(Collected data entries)
──────────────────────────────

//! Expression constructors.
//!
//! Raw constructors (`or`, `and`, ...) keep their arguments exactly as given
//! and only fold the degenerate arities:
//!
//! ```text
//! Or() = 0     And() = 1     Xor() = 0     Equal() = 1
//! Or(x) = x    And(x) = x    Xor(x) = x    Equal(x) = 1
//! ```
//!
//! Dual kinds fold to the inverted results. Reduced constructors (`or_s`,
//! `and_s`, ...) additionally run the argument-set reduction, producing
//! simple nodes.

use log::debug;

use crate::context::Context;
use crate::error::{Error, Result};
use crate::kind::Kind;
use crate::reference::Bx;

impl Context {
    pub(crate) fn mk_nary(&self, kind: Kind, args: Vec<Bx>) -> Bx {
        assert!(kind.is_nary());

        let positive = kind.positive();
        let res = match (positive, args.len()) {
            (Kind::Or | Kind::Xor, 0) => self.zero(),
            (Kind::And, 0) => self.one(),
            (Kind::Equal, 0 | 1) => self.one(),
            (_, 1) => args[0],
            _ => return self.mk_op(kind, args, false),
        };
        if kind.is_neg() {
            self.invert(res)
        } else {
            res
        }
    }

    pub fn or(&self, args: impl IntoIterator<Item = Bx>) -> Bx {
        self.mk_nary(Kind::Or, args.into_iter().collect())
    }
    pub fn nor(&self, args: impl IntoIterator<Item = Bx>) -> Bx {
        self.mk_nary(Kind::Nor, args.into_iter().collect())
    }
    pub fn and(&self, args: impl IntoIterator<Item = Bx>) -> Bx {
        self.mk_nary(Kind::And, args.into_iter().collect())
    }
    pub fn nand(&self, args: impl IntoIterator<Item = Bx>) -> Bx {
        self.mk_nary(Kind::Nand, args.into_iter().collect())
    }
    pub fn xor(&self, args: impl IntoIterator<Item = Bx>) -> Bx {
        self.mk_nary(Kind::Xor, args.into_iter().collect())
    }
    pub fn xnor(&self, args: impl IntoIterator<Item = Bx>) -> Bx {
        self.mk_nary(Kind::Xnor, args.into_iter().collect())
    }
    pub fn eq(&self, args: impl IntoIterator<Item = Bx>) -> Bx {
        self.mk_nary(Kind::Equal, args.into_iter().collect())
    }
    pub fn neq(&self, args: impl IntoIterator<Item = Bx>) -> Bx {
        self.mk_nary(Kind::Unequal, args.into_iter().collect())
    }

    /// Implication `p => q`.
    pub fn impl_(&self, p: Bx, q: Bx) -> Bx {
        self.mk_op(Kind::Implies, vec![p, q], false)
    }

    /// If-then-else: `s ? d1 : d0`.
    pub fn ite(&self, s: Bx, d1: Bx, d0: Bx) -> Bx {
        self.mk_op(Kind::IfThenElse, vec![s, d1, d0], false)
    }

    /// Negation, that is, [`invert`][Context::invert].
    pub fn not(&self, f: Bx) -> Bx {
        self.invert(f)
    }

    pub fn or_s(&self, args: impl IntoIterator<Item = Bx>) -> Bx {
        self.simplify(self.or(args))
    }
    pub fn nor_s(&self, args: impl IntoIterator<Item = Bx>) -> Bx {
        self.simplify(self.nor(args))
    }
    pub fn and_s(&self, args: impl IntoIterator<Item = Bx>) -> Bx {
        self.simplify(self.and(args))
    }
    pub fn nand_s(&self, args: impl IntoIterator<Item = Bx>) -> Bx {
        self.simplify(self.nand(args))
    }
    pub fn xor_s(&self, args: impl IntoIterator<Item = Bx>) -> Bx {
        self.simplify(self.xor(args))
    }
    pub fn xnor_s(&self, args: impl IntoIterator<Item = Bx>) -> Bx {
        self.simplify(self.xnor(args))
    }
    pub fn eq_s(&self, args: impl IntoIterator<Item = Bx>) -> Bx {
        self.simplify(self.eq(args))
    }
    pub fn neq_s(&self, args: impl IntoIterator<Item = Bx>) -> Bx {
        self.simplify(self.neq(args))
    }
    pub fn impl_s(&self, p: Bx, q: Bx) -> Bx {
        self.simplify(self.impl_(p, q))
    }
    pub fn ite_s(&self, s: Bx, d1: Bx, d0: Bx) -> Bx {
        self.simplify(self.ite(s, d1, d0))
    }

    /// Build a raw operator of the given kind.
    ///
    /// Fails with [`Error::NotAnOperator`] for atom kinds and with
    /// [`Error::Arity`] when a fixed-arity kind gets the wrong number of
    /// arguments.
    pub fn op(&self, kind: Kind, args: impl IntoIterator<Item = Bx>) -> Result<Bx> {
        let args: Vec<Bx> = args.into_iter().collect();
        debug!("op(kind = {}, args = {:?})", kind, args);

        if !kind.is_op() {
            return Err(Error::NotAnOperator(kind.to_string()));
        }
        if let Some(expected) = kind.arity() {
            if args.len() != expected {
                return Err(Error::Arity {
                    kind,
                    expected,
                    found: args.len(),
                });
            }
            return Ok(self.mk_op(kind, args, false));
        }
        Ok(self.mk_nary(kind, args))
    }
}
use std::fmt::{Display, Formatter};

/// Handle of an expression node stored in a [`Context`][crate::context::Context].
///
/// Handles are plain arena indices: copying or dropping one never affects
/// any other handle sharing the same node. Since the node table is
/// hash-consed, two handles from the same context are equal iff the
/// expressions are structurally identical.
///
/// The derived ordering is the arena order (creation order), not the
/// canonical expression order, see [`Context::cmp`][crate::context::Context::cmp].
#[derive(Debug, Copy, Clone, Eq, PartialEq, Ord, PartialOrd, Hash)]
pub struct Bx(u32);

impl Bx {
    pub(crate) const fn new(index: u32) -> Self {
        assert!(index != 0, "Index 0 is reserved");
        Self(index)
    }

    /// Return the arena index of the node.
    pub const fn index(self) -> usize {
        self.0 as usize
    }

    /// Return the internal representation of the handle.
    pub const fn get(self) -> u32 {
        self.0
    }
}

impl Display for Bx {
    fn fmt(&self, f: &mut Formatter<'_>) -> std::fmt::Result {
        write!(f, "@{}", self.0)
    }
}
use std::cmp::min;

use crate::utils::MyHash;

#[derive(Clone)]
struct Entry<T> {
    value: T,
    next: usize,
}

impl<T> Entry<T> {
    /// Create a new cell with the given value.
    pub fn new(value: T) -> Self {
        Self { value, next: 0 }
    }
}

/// Unique table: an append-only arena with hash-chained buckets.
///
/// Index 0 is a sentry cell and never holds a real value. Values are never
/// removed, so an index stays valid for the lifetime of the table.
pub struct Table<T> {
    data: Vec<Entry<T>>,

    buckets: Vec<usize>,
    bitmask: u64,
}

impl<T> Table<T>
where
    T: Default,
{
    /// Create a new table with `2^bits` buckets.
    pub fn new(bits: usize) -> Self {
        assert!(bits <= 31, "Table bits should be in the range 0..=31");

        let data = vec![Entry::new(T::default())]; // sentry

        let buckets_bits = min(bits, 24);
        let buckets_size = 1 << buckets_bits;
        let buckets = vec![0; buckets_size];
        let bitmask = (buckets_size - 1) as u64;

        Self { data, buckets, bitmask }
    }
}

impl<T> Table<T> {
    /// Get the number of stored values.
    pub fn size(&self) -> usize {
        self.data.len() - 1
    }
    /// Get the number of buckets.
    pub fn num_buckets(&self) -> usize {
        self.buckets.len()
    }

    /// Get the reference to the value at the given index.
    pub fn value(&self, index: usize) -> &T {
        assert_ne!(index, 0, "Index is 0");
        &self.data[index].value
    }
    /// Get the mutable reference to the value at the given index.
    pub fn value_mut(&mut self, index: usize) -> &mut T {
        assert_ne!(index, 0, "Index is 0");
        &mut self.data[index].value
    }

    /// Get the index of the next cell in the bucket chain.
    pub fn next(&self, index: usize) -> usize {
        assert_ne!(index, 0, "Index is 0");
        self.data[index].next
    }
    /// Set the index of the next cell in the bucket chain.
    pub fn set_next(&mut self, index: usize, next: usize) {
        assert_ne!(index, 0, "Index is 0");
        self.data[index].next = next;
    }

    /// Append a new value to the table and return its index.
    pub fn add(&mut self, value: T) -> usize {
        self.data.push(Entry::new(value));
        self.data.len() - 1
    }
}

impl<T> Table<T>
where
    T: MyHash,
{
    fn bucket_index(&self, value: &T) -> usize {
        (value.hash() & self.bitmask) as usize
    }

    /// Put a value into the table and return its index.
    ///
    /// If an equal value is already stored, its index is returned instead.
    pub fn put(&mut self, value: T) -> usize
    where
        T: Eq,
    {
        let bucket_index = self.bucket_index(&value);
        let mut index = self.buckets[bucket_index];

        if index == 0 {
            // Create new node and put it into the bucket.
            let i = self.add(value);
            self.buckets[bucket_index] = i;
            return i;
        }

        loop {
            assert!(index > 0);

            if &value == self.value(index) {
                // The node already exists.
                return index;
            }

            let next = self.next(index);

            if next == 0 {
                // Create new node and append it to the bucket.
                let i = self.add(value);
                self.set_next(index, i);
                return i;
            } else {
                // Go to the next node in the bucket.
                index = next;
            }
        }
    }
}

──────────────────────────────

» TASK INSTRUCTIONS:
Check every line of the data for the word "Formatter". The response is the count alone.

» WRITTEN SOLUTION:
2